Smells like swiftboating to me. I watch C-SPAN’s “Washington Journal” every morning to get a sense of what’s burbling on right-wing radio without having to sully my ears by listening to it.

If the right-wing callers to C-SPAN this morning are a gauge, the new meme is Obama’s drug use. One caller read a passage from one of Obama’s books (supposedly) it which Obama said he was going to try heroin, but the hand of the junkie who was going to hit him up was shaking so bad he didn’t do it. Another caller asked if we shouldn’t be concerned that Obama was still addicted to coke. A few calls later, someone seconded the question about addiction. Another caller said she’d heard from a missionary in Africa that Obama was sending U.S. campaign donations to his cousin’s “tribe” in Kenya.

One indicator that it is a concerted effort (that this is a new theme being pounded by Rush Limbaugh, Neil Boortz and/or Sean Hannity) is that these callers were off topic. The topic was free speech, ironically, but in the “rules” of the show, you’re supposed to stick to the topic or the host will hang up on you, unless it’s an “open phones” segment, which is usually in the last half-hour.

A Democratic caller finally came on and presented a lot of what is known about Bush’s coke problem toward the end of the half-hour.

I haven’t read Obama’s books but two colleagues in my practice have, and neither of them remember a reference to heroin.

Just as John Kerry really did lead operations under fire and saved the life of one of his men, Al Gore never said he invented the Internet and the Clintons lost $100,000 on Whitewater at a time when Bill’s annual salary as governor was $35,000, reality is irrelevant to the racists, feeble-minded rednecks and Christian nationalists for whom the lies about Obama’s drug use and cousins in Kenya are directed.

There’s very little we can do about that. The damage is done at the margins, and only works in a tight race.

McCain is teetering on becoming Bob Dole Jr. But until we see signs that a landslide similar to ’96 — Clinton 49/Dole 41 — is in the offing, we have to assume the GOP will take all the red states Bush took in 2004. (My oft-stated theory is, where there are large concentrations of Republicans, you’ll find large concentrations of racists.)

People who identify as Dems or Gops are probably paying close attention already. It’s them darned Independents who tend to wait and focus at the end. If these lies are allowed to take hold, they become “facts” that can turn public opinion in the fall.

Kerry’s biggest mistake was saying he voted for the war before he voted against it. His second mistake was not slamming back on the Swiftboat ads.

If I were Obama, I’d assemble a rapid response team to take these things down in a very timely fashion. He’d need someone with incredibly high credibility to do it.

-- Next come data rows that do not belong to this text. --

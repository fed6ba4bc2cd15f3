use chrono::{Local, NaiveDateTime};
use std::sync::Mutex;

/// Source of local wall-clock time. Event due times are naive local
/// date-times, so comparisons happen in the same frame.
pub trait Clock: Send + Sync {
    fn now(&self) -> NaiveDateTime;
}

#[derive(Debug, Clone, Copy, Default)]
pub struct SystemClock;

impl Clock for SystemClock {
    fn now(&self) -> NaiveDateTime {
        Local::now().naive_local()
    }
}

/// A clock that only moves when told to.
#[derive(Debug)]
pub struct ManualClock {
    now: Mutex<NaiveDateTime>,
}

impl ManualClock {
    pub fn new(now: NaiveDateTime) -> Self {
        Self { now: Mutex::new(now) }
    }

    pub fn set(&self, now: NaiveDateTime) {
        *self.now.lock().unwrap_or_else(|poisoned| poisoned.into_inner()) = now;
    }

    pub fn advance(&self, by: chrono::Duration) {
        let mut now = self.now.lock().unwrap_or_else(|poisoned| poisoned.into_inner());
        *now += by;
    }
}

impl Clock for ManualClock {
    fn now(&self) -> NaiveDateTime {
        *self.now.lock().unwrap_or_else(|poisoned| poisoned.into_inner())
    }
}
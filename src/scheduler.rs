use crate::models::Event;
use chrono::NaiveDateTime;
use std::collections::HashMap;
use std::future::Future;
use std::pin::Pin;
use std::sync::atomic::{AtomicU64, Ordering};
use std::sync::{Arc, Mutex, MutexGuard, RwLock};
use tokio::task::JoinHandle;

pub type ExecutorFuture = Pin<Box<dyn Future<Output = ()> + Send>>;
pub type Executor = Arc<dyn Fn(i64) -> ExecutorFuture + Send + Sync>;

struct ScheduledCheck {
    generation: u64,
    due_at: NaiveDateTime,
    handle: JoinHandle<()>,
}

/// One-shot completion timers keyed by event id.
///
/// At most one timer is live per id: arming again aborts the previous task
/// before the new one is registered. A firing timer drops its own
/// registration before running the executor, and only if the registration
/// still carries its generation.
#[derive(Clone, Default)]
pub struct CompletionScheduler {
    checks: Arc<Mutex<HashMap<i64, ScheduledCheck>>>,
    executor: Arc<RwLock<Option<Executor>>>,
    next_generation: Arc<AtomicU64>,
}

impl CompletionScheduler {
    pub fn new() -> Self {
        Self::default()
    }

    pub fn set_executor(&self, executor: Executor) {
        let mut writer = self
            .executor
            .write()
            .unwrap_or_else(|poisoned| poisoned.into_inner());
        *writer = Some(executor);
    }

    /// Arms a check for `event` unless it is completed or not in the future.
    /// Returns whether a timer is now armed for it.
    pub fn arm(&self, event: &Event, now: NaiveDateTime) -> bool {
        if event.completed {
            return false;
        }
        let due_at = event.due_at();
        let delay = match (due_at - now).to_std() {
            Ok(delay) if !delay.is_zero() => delay,
            _ => return false,
        };

        let id = event.id;
        let generation = self.next_generation.fetch_add(1, Ordering::SeqCst) + 1;
        let mut checks = self.lock_checks();
        if let Some(previous) = checks.remove(&id) {
            previous.handle.abort();
        }

        let scheduler = self.clone();
        let handle = tokio::spawn(async move {
            tokio::time::sleep(delay).await;
            if !scheduler.release(id, generation) {
                return;
            }
            tracing::debug!(event_id = id, "scheduled completion check fired");
            scheduler.execute(id).await;
        });
        checks.insert(
            id,
            ScheduledCheck {
                generation,
                due_at,
                handle,
            },
        );
        tracing::debug!(
            event_id = id,
            due_at = %due_at,
            delay = ?delay,
            "armed completion check"
        );
        true
    }

    pub fn cancel(&self, id: i64) -> bool {
        let removed = self.lock_checks().remove(&id);
        match removed {
            Some(check) => {
                check.handle.abort();
                true
            }
            None => false,
        }
    }

    pub fn cancel_all(&self) -> usize {
        let drained = self.lock_checks().drain().collect::<Vec<_>>();
        for (_, check) in &drained {
            check.handle.abort();
        }
        drained.len()
    }

    pub fn is_armed(&self, id: i64) -> bool {
        self.lock_checks().contains_key(&id)
    }

    pub fn due_at(&self, id: i64) -> Option<NaiveDateTime> {
        self.lock_checks().get(&id).map(|check| check.due_at)
    }

    pub fn armed_count(&self) -> usize {
        self.lock_checks().len()
    }

    fn release(&self, id: i64, generation: u64) -> bool {
        let mut checks = self.lock_checks();
        match checks.get(&id) {
            Some(check) if check.generation == generation => {
                checks.remove(&id);
                true
            }
            _ => false,
        }
    }

    async fn execute(&self, id: i64) {
        let executor = self
            .executor
            .read()
            .unwrap_or_else(|poisoned| poisoned.into_inner())
            .clone();
        match executor {
            Some(executor) => executor(id).await,
            None => tracing::warn!(event_id = id, "completion check fired without an executor"),
        }
    }

    fn lock_checks(&self) -> MutexGuard<'_, HashMap<i64, ScheduledCheck>> {
        self.checks
            .lock()
            .unwrap_or_else(|poisoned| poisoned.into_inner())
    }
}
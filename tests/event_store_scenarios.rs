use chrono::{NaiveDate, NaiveDateTime, NaiveTime};
use event_planner::{
    AppError, CreateEvent, EventStore, ManualClock, Priority, RecordStore, SqliteRecordStore, StoreConfig,
};
use serde_json::json;
use std::sync::Arc;
use tokio::time::Duration;

fn day() -> NaiveDate {
    NaiveDate::from_ymd_opt(2025, 1, 10).expect("date")
}

fn at(hour: u32, minute: u32) -> NaiveDateTime {
    day().and_hms_opt(hour, minute, 0).expect("instant")
}

fn standup() -> CreateEvent {
    CreateEvent::from_json(json!({
        "title": "Standup",
        "date": "2025-01-10",
        "time": "09:00",
        "priority": 2
    }))
    .expect("standup payload")
}

struct Harness {
    _dir: tempfile::TempDir,
    records: Arc<SqliteRecordStore>,
    clock: Arc<ManualClock>,
    store: Arc<EventStore>,
}

async fn harness(now: NaiveDateTime) -> Harness {
    let dir = tempfile::tempdir().expect("tempdir");
    let records = Arc::new(SqliteRecordStore::new(&dir.path().join("events.sqlite")));
    let clock = Arc::new(ManualClock::new(now));
    let store = EventStore::new(records.clone(), clock.clone(), &StoreConfig::default());
    store.initialize().await.expect("initialize");
    Harness {
        _dir: dir,
        records,
        clock,
        store,
    }
}

async fn settle() {
    tokio::time::sleep(Duration::from_millis(1)).await;
}

#[tokio::test(start_paused = true)]
async fn added_event_round_trips_through_storage() {
    let h = harness(at(8, 0)).await;
    let input = standup();
    let id = h.store.add_event(input.clone()).await.expect("add");

    let stored = h.records.get_all().await.expect("get all");
    assert_eq!(stored.len(), 1);
    let event = &stored[0];
    assert_eq!(event.id, id);
    assert_eq!(event.title, input.title);
    assert_eq!(event.date, input.date);
    assert_eq!(event.time, input.time);
    assert_eq!(event.priority, Priority::Medium);
    assert!(!event.completed);
    assert!(event.updated_at.is_none());
    assert_eq!(h.store.snapshot().events, stored);
}

#[tokio::test(start_paused = true)]
async fn standup_completes_once_its_time_has_passed() {
    let h = harness(at(8, 0)).await;
    let id = h.store.add_event(standup()).await.expect("add");
    assert!(!h.store.snapshot().events[0].completed);

    h.clock.set(at(9, 1));
    h.store.fetch_events().await;
    assert!(h.store.snapshot().events[0].completed);
    assert!(!h.store.scheduler().is_armed(id));

    settle().await;
    let stored = h.records.get(id).await.expect("get").expect("exists");
    assert!(stored.completed);
    assert!(stored.updated_at.is_some());
}

#[tokio::test(start_paused = true)]
async fn scheduled_check_completes_event_when_due() {
    let h = harness(at(8, 0)).await;
    let id = h.store.add_event(standup()).await.expect("add");
    assert!(h.store.scheduler().is_armed(id));

    let mut updates = h.store.subscribe();
    updates.borrow_and_update();

    h.clock.set(at(9, 0));
    tokio::time::sleep(Duration::from_secs(3601)).await;

    assert!(updates.has_changed().expect("store alive"));
    assert!(h.store.snapshot().events[0].completed);
    assert!(h.records.get(id).await.expect("get").expect("exists").completed);
    assert_eq!(h.store.scheduler().armed_count(), 0);
}

#[tokio::test(start_paused = true)]
async fn past_due_events_are_completed_on_first_load() {
    let dir = tempfile::tempdir().expect("tempdir");
    let records = Arc::new(SqliteRecordStore::new(&dir.path().join("events.sqlite")));
    records.open().expect("open");
    let overdue = records.insert_event(&standup()).expect("insert");
    let mut later = standup();
    later.title = "Retro".to_string();
    later.time = NaiveTime::from_hms_opt(16, 0, 0).expect("time");
    let upcoming = records.insert_event(&later).expect("insert");

    let clock = Arc::new(ManualClock::new(at(12, 0)));
    let store = EventStore::new(records.clone(), clock, &StoreConfig::default());
    store.initialize().await.expect("initialize");

    let snapshot = store.snapshot();
    assert_eq!(snapshot.events.len(), 2);
    assert!(snapshot.events[0].completed);
    assert!(!snapshot.events[1].completed);
    assert!(!store.scheduler().is_armed(overdue));
    assert!(store.scheduler().is_armed(upcoming));

    settle().await;
    assert!(records.get_event(overdue).expect("get").expect("exists").completed);
    assert!(!records.get_event(upcoming).expect("get").expect("exists").completed);
}

#[tokio::test(start_paused = true)]
async fn deleting_a_missing_event_publishes_an_error() {
    let h = harness(at(8, 0)).await;
    h.store.add_event(standup()).await.expect("add");
    let before = h.store.snapshot().events;

    let err = h.store.delete_event(9_999).await.expect_err("missing id");
    assert!(matches!(err, AppError::NotFound(_)));

    let snapshot = h.store.snapshot();
    assert_eq!(snapshot.events, before);
    assert!(!snapshot.loading);
    assert!(snapshot.error.as_deref().unwrap_or_default().starts_with("NOT_FOUND"));
}

#[tokio::test(start_paused = true)]
async fn completing_a_missing_event_is_not_found() {
    let h = harness(at(8, 0)).await;
    let err = h
        .store
        .mark_event_as_completed(404, true)
        .await
        .expect_err("missing id");
    assert!(matches!(err, AppError::NotFound(_)));
    assert!(h.store.snapshot().error.is_some());
}

#[tokio::test(start_paused = true)]
async fn only_the_three_priorities_reach_storage() {
    let h = harness(at(8, 0)).await;
    for raw in [0, 4, 10] {
        let err = CreateEvent::from_json(json!({
            "title": "Standup",
            "date": "2025-01-10",
            "time": "09:00",
            "priority": raw
        }))
        .expect_err("out of range");
        assert!(err.is_validation());
        assert!(err.to_string().contains(&format!("invalid priority {raw}")));
    }
    assert!(h.records.get_all().await.expect("get all").is_empty());

    for raw in 1..=3 {
        let payload = CreateEvent::from_json(json!({
            "title": format!("priority {raw}"),
            "date": "2025-01-11",
            "time": "09:00",
            "priority": raw
        }))
        .expect("valid payload");
        h.store.add_event(payload).await.expect("add");
    }
    let high = h.records.get_by_priority(Priority::High).await.expect("by priority");
    assert_eq!(high.len(), 1);
    assert_eq!(high[0].title, "priority 3");
    assert_eq!(h.store.snapshot().events.len(), 3);
}

#[tokio::test(start_paused = true)]
async fn reopening_a_completed_event_rearms_its_check() {
    let h = harness(at(8, 0)).await;
    let id = h.store.add_event(standup()).await.expect("add");

    h.store.mark_event_as_completed(id, true).await.expect("complete");
    assert!(h.store.snapshot().events[0].completed);

    h.store.mark_event_as_completed(id, false).await.expect("reopen");
    assert!(!h.store.snapshot().events[0].completed);
    assert!(h.store.scheduler().is_armed(id));
}

#[tokio::test]
async fn bootstrap_opens_configured_database() {
    let dir = tempfile::tempdir().expect("tempdir");
    let config = StoreConfig::default()
        .merge(json!({
            "databasePath": dir.path().join("data").join("events.sqlite"),
            "logFilter": "debug"
        }))
        .expect("config");

    let store = event_planner::bootstrap(&config, &dir.path().join("logs"))
        .await
        .expect("bootstrap");
    assert!(store.snapshot().is_ready);
    assert!(dir.path().join("data").join("events.sqlite").exists());
    assert!(dir.path().join("logs").is_dir());
    store.teardown();
}
use thiserror::Error;

#[derive(Debug, Error)]
pub enum AppError {
    #[error("VALIDATION: invalid priority {0}; expected 1 (low), 2 (medium) or 3 (high)")]
    InvalidPriority(i64),
    #[error("VALIDATION: {0}")]
    Validation(String),
    #[error("NOT_FOUND: {0}")]
    NotFound(String),
    #[error("STORAGE: {0}")]
    Storage(String),
    #[error("STORAGE_UNAVAILABLE: {0}")]
    StorageUnavailable(String),
    #[error("NOT_READY: {0}")]
    NotReady(String),
    #[error("IO_FAILURE: {0}")]
    Io(String),
    #[error("INTERNAL: {0}")]
    Internal(String),
}

impl AppError {
    pub fn is_validation(&self) -> bool {
        matches!(self, Self::InvalidPriority(_) | Self::Validation(_))
    }
}

impl From<std::io::Error> for AppError {
    fn from(value: std::io::Error) -> Self {
        Self::Io(value.to_string())
    }
}

impl From<rusqlite::Error> for AppError {
    fn from(value: rusqlite::Error) -> Self {
        Self::Storage(value.to_string())
    }
}

impl From<serde_json::Error> for AppError {
    fn from(value: serde_json::Error) -> Self {
        Self::Validation(value.to_string())
    }
}

impl From<anyhow::Error> for AppError {
    fn from(value: anyhow::Error) -> Self {
        Self::Internal(value.to_string())
    }
}

pub type AppResult<T> = Result<T, AppError>;

#[cfg(test)]
mod tests {
    use super::AppError;

    #[test]
    fn invalid_priority_message_names_value_and_options() {
        let message = AppError::InvalidPriority(7).to_string();
        assert!(message.starts_with("VALIDATION:"));
        assert!(message.contains('7'));
        assert!(message.contains("1 (low)"));
        assert!(message.contains("2 (medium)"));
        assert!(message.contains("3 (high)"));
    }

    #[test]
    fn sqlite_failures_map_to_storage_errors() {
        let error: AppError = rusqlite::Error::QueryReturnedNoRows.into();
        assert!(matches!(error, AppError::Storage(_)));
        assert!(!error.is_validation());
    }
}
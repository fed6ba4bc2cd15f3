pub mod cache;
pub mod clock;
pub mod completion;
pub mod config;
pub mod db;
pub mod errors;
pub mod models;
pub mod scheduler;
pub mod store;

pub use crate::clock::{Clock, ManualClock, SystemClock};
pub use crate::config::StoreConfig;
pub use crate::db::{RecordStore, SqliteRecordStore};
pub use crate::errors::{AppError, AppResult};
pub use crate::models::{CreateEvent, Event, Priority, StoreSnapshot, StoreState, UpdateEvent};
pub use crate::store::EventStore;

use std::path::Path;
use tracing_appender::non_blocking::WorkerGuard;

static LOG_GUARD: std::sync::OnceLock<WorkerGuard> = std::sync::OnceLock::new();

/// Installs a JSON subscriber writing to a daily-rolling file under
/// `log_dir`. `RUST_LOG` takes precedence over `default_filter`.
pub fn init_tracing(log_dir: &Path, default_filter: &str) -> AppResult<()> {
    std::fs::create_dir_all(log_dir)?;
    let file_appender = tracing_appender::rolling::daily(log_dir, "events.log");
    let (non_blocking, guard) = tracing_appender::non_blocking(file_appender);
    let _ = LOG_GUARD.set(guard);

    tracing_subscriber::fmt()
        .with_env_filter(
            tracing_subscriber::EnvFilter::try_from_default_env()
                .unwrap_or_else(|_| tracing_subscriber::EnvFilter::new(default_filter)),
        )
        .json()
        .with_writer(non_blocking)
        .try_init()
        .map_err(|error| AppError::Internal(error.to_string()))
}

/// Builds the SQLite-backed store described by `config`, installs logging
/// under `log_dir`, and initializes the store.
pub async fn bootstrap(config: &StoreConfig, log_dir: &Path) -> AppResult<std::sync::Arc<EventStore>> {
    if let Err(error) = init_tracing(log_dir, &config.log_filter) {
        tracing::warn!(error = %error, "keeping the already installed tracing subscriber");
    }
    let store = EventStore::open(config);
    store.initialize().await?;
    Ok(store)
}
use crate::models::{Event, DATE_FORMAT};
use chrono::NaiveDate;
use std::collections::HashMap;
use std::fmt;
use tokio::time::{Duration, Instant};

/// Shape of a listing query.
#[derive(Debug, Clone, Copy, PartialEq, Eq, Hash)]
pub enum CacheKey {
    All,
    Date(NaiveDate),
}

impl CacheKey {
    pub fn for_selection(selected_date: Option<NaiveDate>) -> Self {
        match selected_date {
            Some(date) => Self::Date(date),
            None => Self::All,
        }
    }
}

impl fmt::Display for CacheKey {
    fn fmt(&self, f: &mut fmt::Formatter<'_>) -> fmt::Result {
        match self {
            Self::All => f.write_str("all"),
            Self::Date(date) => write!(f, "{}", date.format(DATE_FORMAT)),
        }
    }
}

#[derive(Debug, Clone)]
struct CacheEntry {
    events: Vec<Event>,
    captured_at: Instant,
}

#[derive(Debug)]
pub struct QueryCache {
    ttl: Duration,
    entries: HashMap<CacheKey, CacheEntry>,
}

impl QueryCache {
    pub fn new(ttl: Duration) -> Self {
        Self {
            ttl,
            entries: HashMap::new(),
        }
    }

    /// Returns the snapshot for `key` while it is younger than the TTL.
    pub fn get(&self, key: &CacheKey) -> Option<Vec<Event>> {
        let entry = self.entries.get(key)?;
        if entry.captured_at.elapsed() < self.ttl {
            Some(entry.events.clone())
        } else {
            None
        }
    }

    pub fn put(&mut self, key: CacheKey, events: Vec<Event>) {
        self.entries.insert(
            key,
            CacheEntry {
                events,
                captured_at: Instant::now(),
            },
        );
    }

    /// Swaps the snapshot of a live entry without extending its lifetime.
    pub fn replace_events(&mut self, key: &CacheKey, events: Vec<Event>) {
        if let Some(entry) = self.entries.get_mut(key) {
            entry.events = events;
        }
    }

    pub fn invalidate_all(&mut self) {
        self.entries.clear();
    }

    pub fn len(&self) -> usize {
        self.entries.len()
    }

    pub fn is_empty(&self) -> bool {
        self.entries.is_empty()
    }
}
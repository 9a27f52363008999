//! Process-level behavior of the eof-listener binary: argument handling,
//! exit codes and signal shutdown.

use std::io::{BufRead, BufReader, Lines, Read, Write};
use std::net::{TcpListener, TcpStream};
use std::process::{Child, ChildStdout, Command, Stdio};
use std::time::Duration;

const RESPONSE: &[u8] = b"RESP: received all of the request\n";

fn listener_bin() -> Command {
    let mut cmd = Command::new(env!("CARGO_BIN_EXE_eof-listener"));
    cmd.env("RUST_LOG", "info");
    cmd
}

fn free_port() -> u16 {
    let listener = TcpListener::bind("127.0.0.1:0").unwrap();
    listener.local_addr().unwrap().port()
}

#[test]
fn test_no_arguments_prints_usage() {
    let output = listener_bin().output().unwrap();

    assert_eq!(output.status.code(), Some(1));
    let stderr = String::from_utf8_lossy(&output.stderr);
    assert!(stderr.contains("Usage"), "stderr: {stderr}");
}

#[test]
fn test_missing_port_prints_usage() {
    let output = listener_bin().arg("127.0.0.1").output().unwrap();

    assert_eq!(output.status.code(), Some(1));
    let stderr = String::from_utf8_lossy(&output.stderr);
    assert!(stderr.contains("Usage"), "stderr: {stderr}");
}

#[test]
fn test_invalid_port() {
    let output = listener_bin()
        .args(["127.0.0.1", "notaport"])
        .output()
        .unwrap();

    assert_eq!(output.status.code(), Some(1));
}

#[test]
fn test_help_exits_cleanly() {
    let output = listener_bin().arg("--help").output().unwrap();

    assert_eq!(output.status.code(), Some(0));
    let stdout = String::from_utf8_lossy(&output.stdout);
    assert!(stdout.contains("<HOST>"), "stdout: {stdout}");
}

#[test]
fn test_bind_failure() {
    let taken = TcpListener::bind("127.0.0.1:0").unwrap();
    let port = taken.local_addr().unwrap().port();

    let output = listener_bin()
        .args(["127.0.0.1", &port.to_string()])
        .output()
        .unwrap();

    assert_eq!(output.status.code(), Some(1));
}

#[test]
fn test_zero_max_connections_rejected() {
    let output = listener_bin()
        .args(["127.0.0.1", "0", "--max-connections", "0"])
        .output()
        .unwrap();

    assert_eq!(output.status.code(), Some(1));
    let stderr = String::from_utf8_lossy(&output.stderr);
    assert!(stderr.contains("max_connections"), "stderr: {stderr}");
}

/// Start the listener and block until it logs readiness.
#[cfg(unix)]
fn spawn_ready(port: u16, extra: &[&str]) -> (Child, Lines<BufReader<ChildStdout>>) {
    let mut child = listener_bin()
        .args(["127.0.0.1", &port.to_string()])
        .args(extra)
        .stdout(Stdio::piped())
        .stderr(Stdio::null())
        .spawn()
        .unwrap();

    // Stdout stays open until the child has exited.
    let mut lines = BufReader::new(child.stdout.take().unwrap()).lines();
    loop {
        let line = lines
            .next()
            .expect("listener exited before it was ready")
            .unwrap();
        if line.contains("Listening") {
            break;
        }
    }
    (child, lines)
}

#[cfg(unix)]
fn interrupt(child: &mut Child) -> Option<i32> {
    let rc = unsafe { libc::kill(child.id() as libc::pid_t, libc::SIGINT) };
    assert_eq!(rc, 0);
    child.wait().unwrap().code()
}

#[cfg(unix)]
#[test]
fn test_interrupt_shuts_down_cleanly() {
    let port = free_port();
    let (mut child, mut lines) = spawn_ready(port, &[]);

    let mut client = TcpStream::connect(("127.0.0.1", port)).unwrap();
    client
        .set_read_timeout(Some(Duration::from_secs(5)))
        .unwrap();
    client.write_all(b"hello\neof\n").unwrap();
    let mut buf = [0u8; RESPONSE.len()];
    client.read_exact(&mut buf).unwrap();
    assert_eq!(&buf[..], RESPONSE);

    // The plain line is only observable through the log.
    loop {
        let line = lines
            .next()
            .expect("listener exited before logging the line")
            .unwrap();
        if line.contains("Line received") && line.contains("hello") {
            break;
        }
    }

    assert_eq!(interrupt(&mut child), Some(0));
    drop(lines);
}

#[cfg(unix)]
#[test]
fn test_zero_workers_uses_default_runtime() {
    let port = free_port();
    let (mut child, lines) = spawn_ready(port, &["-w", "0"]);

    let mut client = TcpStream::connect(("127.0.0.1", port)).unwrap();
    client
        .set_read_timeout(Some(Duration::from_secs(5)))
        .unwrap();
    client.write_all(b"eof\n").unwrap();
    let mut buf = [0u8; RESPONSE.len()];
    client.read_exact(&mut buf).unwrap();
    assert_eq!(&buf[..], RESPONSE);

    assert_eq!(interrupt(&mut child), Some(0));
    drop(lines);
}
//! TCP listener for line connections.
//!
//! Binds the configured address, applies socket options to each accepted
//! stream and hands it to its own task. The accept loop runs until the
//! shutdown channel fires or accepting fails.

use crate::config::Config;
use crate::connection::{handle_connection, Limits};
use socket2::SockRef;
use std::io;
use std::net::SocketAddr;
use std::sync::Arc;
use std::time::Duration;
use tokio::net::{TcpListener, TcpStream};
use tokio::sync::{broadcast, OwnedSemaphorePermit, Semaphore};
use tracing::{debug, info, info_span, warn, Instrument};

/// Listener errors. Both are fatal for the process.
#[derive(Debug, thiserror::Error)]
pub enum ServerError {
    #[error("failed to bind {addr}: {source}")]
    Bind {
        addr: String,
        #[source]
        source: io::Error,
    },
    #[error("failed to accept connection: {0}")]
    Accept(#[source] io::Error),
}

/// Server instance
pub struct Server {
    listener: TcpListener,
    limits: Limits,
    connection_limit: Option<Arc<Semaphore>>,
}

impl Server {
    /// Bind the listening socket.
    pub async fn bind(config: &Config) -> Result<Self, ServerError> {
        let listener = TcpListener::bind((config.host.as_str(), config.port))
            .await
            .map_err(|source| ServerError::Bind {
                addr: config.address(),
                source,
            })?;

        Ok(Server {
            listener,
            limits: config.limits(),
            connection_limit: config
                .max_connections
                .map(|max| Arc::new(Semaphore::new(max))),
        })
    }

    pub fn local_addr(&self) -> io::Result<SocketAddr> {
        self.listener.local_addr()
    }

    /// Accept connections until `shutdown` fires.
    ///
    /// The listening socket is closed when this returns. Connections that
    /// are already running are left alone.
    pub async fn run(self, mut shutdown: broadcast::Receiver<()>) -> Result<(), ServerError> {
        loop {
            tokio::select! {
                _ = shutdown.recv() => {
                    info!("Shutdown requested, closing listener");
                    return Ok(());
                }
                accepted = self.accept() => {
                    let (stream, peer, permit) = accepted?;
                    self.spawn_connection(stream, peer, permit);
                }
            }
        }
    }

    /// Wait for a connection slot, then accept.
    async fn accept(
        &self,
    ) -> Result<(TcpStream, SocketAddr, Option<OwnedSemaphorePermit>), ServerError> {
        let permit = match &self.connection_limit {
            Some(limit) => limit.clone().acquire_owned().await.ok(),
            None => None,
        };

        let (stream, peer) = self.listener.accept().await.map_err(ServerError::Accept)?;
        Ok((stream, peer, permit))
    }

    fn spawn_connection(
        &self,
        stream: TcpStream,
        peer: SocketAddr,
        permit: Option<OwnedSemaphorePermit>,
    ) {
        let limits = self.limits;
        let span = info_span!("connection", peer = %peer);

        tokio::spawn(
            async move {
                let _permit = permit;

                if let Err(e) = configure_socket(&stream) {
                    warn!(error = %e, "Failed to set socket options, closing connection");
                    return;
                }
                info!("Received a connection");

                if let Err(e) = handle_connection(stream, limits).await {
                    debug!(error = %e, "Connection error");
                }
                debug!("Connection closed");
            }
            .instrument(span),
        );
    }
}

/// Linger off (reset on close), no keep-alive probes, no Nagle.
fn configure_socket(stream: &TcpStream) -> io::Result<()> {
    let socket = SockRef::from(stream);
    socket.set_linger(Some(Duration::ZERO))?;
    socket.set_keepalive(false)?;
    stream.set_nodelay(true)?;
    Ok(())
}
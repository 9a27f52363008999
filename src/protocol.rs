//! Newline-delimited line protocol.
//!
//! Clients send arbitrary lines terminated by `\n`. Every line is accepted
//! and logged. The exact line `eof\n` is the sentinel and is acknowledged
//! with a fixed response; nothing else is ever answered.
//!
//! ```text
//! Request:  hello\n          (no response)
//! Request:  eof\n
//! Response: RESP: received all of the request\n
//! ```

/// Line that triggers the acknowledgment.
pub const SENTINEL: &[u8] = b"eof\n";

/// Acknowledgment written for every sentinel line.
pub const RESPONSE: &[u8] = b"RESP: received all of the request\n";

/// Parsed line.
#[derive(Debug, Clone, Copy, PartialEq, Eq)]
pub enum Command {
    /// The sentinel line.
    Sentinel,
    /// Any other line.
    Line,
}

/// Parse result.
#[derive(Debug, PartialEq, Eq)]
pub enum ParseResult {
    /// A full line with the bytes consumed, including the `\n`.
    Complete(Command, usize),
    /// No newline buffered yet.
    Incomplete,
}

/// Frame one line from the front of the input buffer.
///
/// The first `scanned` bytes are known to hold no newline and are not
/// searched again.
pub fn parse(input: &[u8], scanned: usize) -> ParseResult {
    let start = scanned.min(input.len());
    let line_end = match find_lf(&input[start..]) {
        Some(pos) => start + pos,
        None => return ParseResult::Incomplete,
    };

    let consumed = line_end + 1;
    let command = if &input[..consumed] == SENTINEL {
        Command::Sentinel
    } else {
        Command::Line
    };

    ParseResult::Complete(command, consumed)
}

fn find_lf(buffer: &[u8]) -> Option<usize> {
    buffer.iter().position(|&b| b == b'\n')
}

One name comes to mind: Oprah.

Dr. D.

Ask Dr. Democrat: Who Decides What Happens with the Michigan and Florida Delegates?

Dear Dr. Democrat:

I’m confused by all the talk about the Florida and Michigan delegations to the Democratic Convention. Who decides whether the delegates get seated at the convention and how many of them go? Is it Democratic National Committee Chairman Howard Dean?

Disturbed Over Delegates

Dear Disturbed:

I have to reiterate that it won’t be up to Dr. X (ed. note: Dr. Democrat’s playful nickname for Dr. Howard Dean) who gets seated at the convention. It will be up to Barack Obama, and as soon as Obama has enough delegates to win without Florida and Michigan, which I believe will happen after West Virginia and Kentucky, he will seat the delegations as they are configured now.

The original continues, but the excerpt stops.